BEGIN LISTED ENTRIES

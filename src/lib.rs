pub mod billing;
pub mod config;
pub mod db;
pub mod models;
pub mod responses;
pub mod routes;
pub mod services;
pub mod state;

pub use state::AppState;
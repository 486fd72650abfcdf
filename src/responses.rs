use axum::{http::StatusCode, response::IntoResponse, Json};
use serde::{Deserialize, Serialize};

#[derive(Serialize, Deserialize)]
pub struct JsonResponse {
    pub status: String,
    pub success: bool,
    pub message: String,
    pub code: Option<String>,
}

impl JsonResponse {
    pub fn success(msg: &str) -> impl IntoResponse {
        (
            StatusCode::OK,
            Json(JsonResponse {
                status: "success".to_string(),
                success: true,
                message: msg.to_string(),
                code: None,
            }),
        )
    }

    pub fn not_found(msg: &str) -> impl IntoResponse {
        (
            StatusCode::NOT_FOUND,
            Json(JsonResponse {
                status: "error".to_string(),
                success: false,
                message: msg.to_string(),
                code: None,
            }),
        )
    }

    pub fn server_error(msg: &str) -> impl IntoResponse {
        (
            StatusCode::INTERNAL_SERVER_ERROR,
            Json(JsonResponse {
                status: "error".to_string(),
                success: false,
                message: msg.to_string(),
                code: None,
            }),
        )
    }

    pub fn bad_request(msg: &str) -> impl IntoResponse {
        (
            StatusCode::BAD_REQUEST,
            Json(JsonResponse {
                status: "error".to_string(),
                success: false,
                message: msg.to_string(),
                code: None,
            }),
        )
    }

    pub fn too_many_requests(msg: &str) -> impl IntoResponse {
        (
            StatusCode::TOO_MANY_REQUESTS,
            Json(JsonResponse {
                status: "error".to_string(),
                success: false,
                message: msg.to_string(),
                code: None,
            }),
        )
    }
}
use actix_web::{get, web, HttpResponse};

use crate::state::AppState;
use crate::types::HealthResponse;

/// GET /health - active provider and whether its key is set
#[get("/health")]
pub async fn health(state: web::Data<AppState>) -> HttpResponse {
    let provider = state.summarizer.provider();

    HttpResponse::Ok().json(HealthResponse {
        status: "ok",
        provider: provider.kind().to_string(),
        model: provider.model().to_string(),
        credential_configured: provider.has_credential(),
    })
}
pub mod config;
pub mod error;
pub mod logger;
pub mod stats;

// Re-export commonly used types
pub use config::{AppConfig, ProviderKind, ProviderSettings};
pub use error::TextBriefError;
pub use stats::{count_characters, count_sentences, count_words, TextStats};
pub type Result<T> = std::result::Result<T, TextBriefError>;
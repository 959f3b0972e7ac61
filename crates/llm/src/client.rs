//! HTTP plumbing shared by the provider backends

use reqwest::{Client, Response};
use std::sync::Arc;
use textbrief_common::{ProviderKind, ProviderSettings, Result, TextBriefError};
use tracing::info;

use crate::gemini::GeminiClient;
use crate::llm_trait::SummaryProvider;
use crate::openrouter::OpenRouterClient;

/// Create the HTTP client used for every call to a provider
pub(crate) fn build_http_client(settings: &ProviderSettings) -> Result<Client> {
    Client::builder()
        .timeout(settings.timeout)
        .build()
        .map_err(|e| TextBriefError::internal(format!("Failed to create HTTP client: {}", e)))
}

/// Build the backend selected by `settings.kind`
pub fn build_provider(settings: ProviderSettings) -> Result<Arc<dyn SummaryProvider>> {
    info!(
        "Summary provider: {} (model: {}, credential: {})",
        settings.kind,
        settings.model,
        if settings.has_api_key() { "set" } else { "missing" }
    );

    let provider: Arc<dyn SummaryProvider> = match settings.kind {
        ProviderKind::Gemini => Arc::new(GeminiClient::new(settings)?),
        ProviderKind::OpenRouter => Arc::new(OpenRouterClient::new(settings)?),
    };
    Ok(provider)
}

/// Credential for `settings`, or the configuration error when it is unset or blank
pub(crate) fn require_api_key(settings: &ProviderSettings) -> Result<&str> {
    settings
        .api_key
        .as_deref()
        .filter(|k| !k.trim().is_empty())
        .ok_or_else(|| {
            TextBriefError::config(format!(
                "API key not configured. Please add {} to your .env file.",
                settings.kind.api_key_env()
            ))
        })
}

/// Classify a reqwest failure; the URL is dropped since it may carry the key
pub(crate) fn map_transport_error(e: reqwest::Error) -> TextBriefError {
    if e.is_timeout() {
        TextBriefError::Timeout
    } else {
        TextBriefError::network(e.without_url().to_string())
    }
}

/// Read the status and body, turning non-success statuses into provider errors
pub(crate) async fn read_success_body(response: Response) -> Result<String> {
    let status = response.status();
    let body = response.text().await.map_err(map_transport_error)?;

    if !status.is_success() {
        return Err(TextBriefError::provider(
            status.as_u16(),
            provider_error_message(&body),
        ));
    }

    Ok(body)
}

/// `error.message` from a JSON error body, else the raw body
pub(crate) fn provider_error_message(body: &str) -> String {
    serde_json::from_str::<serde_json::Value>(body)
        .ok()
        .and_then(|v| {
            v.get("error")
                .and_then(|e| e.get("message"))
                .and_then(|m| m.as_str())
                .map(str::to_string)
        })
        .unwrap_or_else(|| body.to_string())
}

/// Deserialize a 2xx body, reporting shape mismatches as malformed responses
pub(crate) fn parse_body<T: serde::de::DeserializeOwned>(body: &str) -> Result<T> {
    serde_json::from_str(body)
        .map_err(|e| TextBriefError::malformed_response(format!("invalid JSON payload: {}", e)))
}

END LISTED ENTRIES

Transcribe all of the records exactly.

filename src/lib.rs
pub mod billing;
pub mod config;
pub mod db;
pub mod models;
pub mod responses;
pub mod routes;
pub mod services;
pub mod state;

pub use state::AppState;
repository 486fd72650abfcdf
filename src/responses.rs
use axum::{http::StatusCode, response::IntoResponse, Json};
use serde::{Deserialize, Serialize};

#[derive(Serialize, Deserialize)]
pub struct JsonResponse {
    pub status: String,
    pub success: bool,
    pub message: String,
    pub code: Option<String>,
}

impl JsonResponse {
    pub fn success(msg: &str) -> impl IntoResponse {
        (
            StatusCode::OK,
            Json(JsonResponse {
                status: "success".to_string(),
                success: true,
                message: msg.to_string(),
                code: None,
            }),
        )
    }

    pub fn not_found(msg: &str) -> impl IntoResponse {
        (
            StatusCode::NOT_FOUND,
            Json(JsonResponse {
                status: "error".to_string(),
                success: false,
                message: msg.to_string(),
                code: None,
            }),
        )
    }

    pub fn server_error(msg: &str) -> impl IntoResponse {
        (
            StatusCode::INTERNAL_SERVER_ERROR,
            Json(JsonResponse {
                status: "error".to_string(),
                success: false,
                message: msg.to_string(),
                code: None,
            }),
        )
    }

    pub fn bad_request(msg: &str) -> impl IntoResponse {
        (
            StatusCode::BAD_REQUEST,
            Json(JsonResponse {
                status: "error".to_string(),
                success: false,
                message: msg.to_string(),
                code: None,
            }),
        )
    }

    pub fn too_many_requests(msg: &str) -> impl IntoResponse {
        (
            StatusCode::TOO_MANY_REQUESTS,
            Json(JsonResponse {
                status: "error".to_string(),
                success: false,
                message: msg.to_string(),
                code: None,
            }),
        )
    }
}
use actix_web::{get, web, HttpResponse};

use crate::state::AppState;
use crate::types::HealthResponse;

/// GET /health - active provider and whether its key is set
#[get("/health")]
pub async fn health(state: web::Data<AppState>) -> HttpResponse {
    let provider = state.summarizer.provider();

    HttpResponse::Ok().json(HealthResponse {
        status: "ok",
        provider: provider.kind().to_string(),
        model: provider.model().to_string(),
        credential_configured: provider.has_credential(),
    })
}
pub mod config;
pub mod error;
pub mod logger;
pub mod stats;

// Re-export commonly used types
pub use config::{AppConfig, ProviderKind, ProviderSettings};
pub use error::TextBriefError;
pub use stats::{count_characters, count_sentences, count_words, TextStats};
pub type Result<T> = std::result::Result<T, TextBriefError>;
repository 959f3b0972e7ac61
filename crates/llm/src/client.rs
//! HTTP plumbing shared by the provider backends

use reqwest::{Client, Response};
use std::sync::Arc;
use textbrief_common::{ProviderKind, ProviderSettings, Result, TextBriefError};
use tracing::info;

use crate::gemini::GeminiClient;
use crate::llm_trait::SummaryProvider;
use crate::openrouter::OpenRouterClient;

/// Create the HTTP client used for every call to a provider
pub(crate) fn build_http_client(settings: &ProviderSettings) -> Result<Client> {
    Client::builder()
        .timeout(settings.timeout)
        .build()
        .map_err(|e| TextBriefError::internal(format!("Failed to create HTTP client: {}", e)))
}

/// Build the backend selected by `settings.kind`
pub fn build_provider(settings: ProviderSettings) -> Result<Arc<dyn SummaryProvider>> {
    info!(
        "Summary provider: {} (model: {}, credential: {})",
        settings.kind,
        settings.model,
        if settings.has_api_key() { "set" } else { "missing" }
    );

    let provider: Arc<dyn SummaryProvider> = match settings.kind {
        ProviderKind::Gemini => Arc::new(GeminiClient::new(settings)?),
        ProviderKind::OpenRouter => Arc::new(OpenRouterClient::new(settings)?),
    };
    Ok(provider)
}

/// Credential for `settings`, or the configuration error when it is unset or blank
pub(crate) fn require_api_key(settings: &ProviderSettings) -> Result<&str> {
    settings
        .api_key
        .as_deref()
        .filter(|k| !k.trim().is_empty())
        .ok_or_else(|| {
            TextBriefError::config(format!(
                "API key not configured. Please add {} to your .env file.",
                settings.kind.api_key_env()
            ))
        })
}

/// Classify a reqwest failure; the URL is dropped since it may carry the key
pub(crate) fn map_transport_error(e: reqwest::Error) -> TextBriefError {
    if e.is_timeout() {
        TextBriefError::Timeout
    } else {
        TextBriefError::network(e.without_url().to_string())
    }
}

/// Read the status and body, turning non-success statuses into provider errors
pub(crate) async fn read_success_body(response: Response) -> Result<String> {
    let status = response.status();
    let body = response.text().await.map_err(map_transport_error)?;

    if !status.is_success() {
        return Err(TextBriefError::provider(
            status.as_u16(),
            provider_error_message(&body),
        ));
    }

    Ok(body)
}

/// `error.message` from a JSON error body, else the raw body
pub(crate) fn provider_error_message(body: &str) -> String {
    serde_json::from_str::<serde_json::Value>(body)
        .ok()
        .and_then(|v| {
            v.get("error")
                .and_then(|e| e.get("message"))
                .and_then(|m| m.as_str())
                .map(str::to_string)
        })
        .unwrap_or_else(|| body.to_string())
}

/// Deserialize a 2xx body, reporting shape mismatches as malformed responses
pub(crate) fn parse_body<T: serde::de::DeserializeOwned>(body: &str) -> Result<T> {
    serde_json::from_str(body)
        .map_err(|e| TextBriefError::malformed_response(format!("invalid JSON payload: {}", e)))
}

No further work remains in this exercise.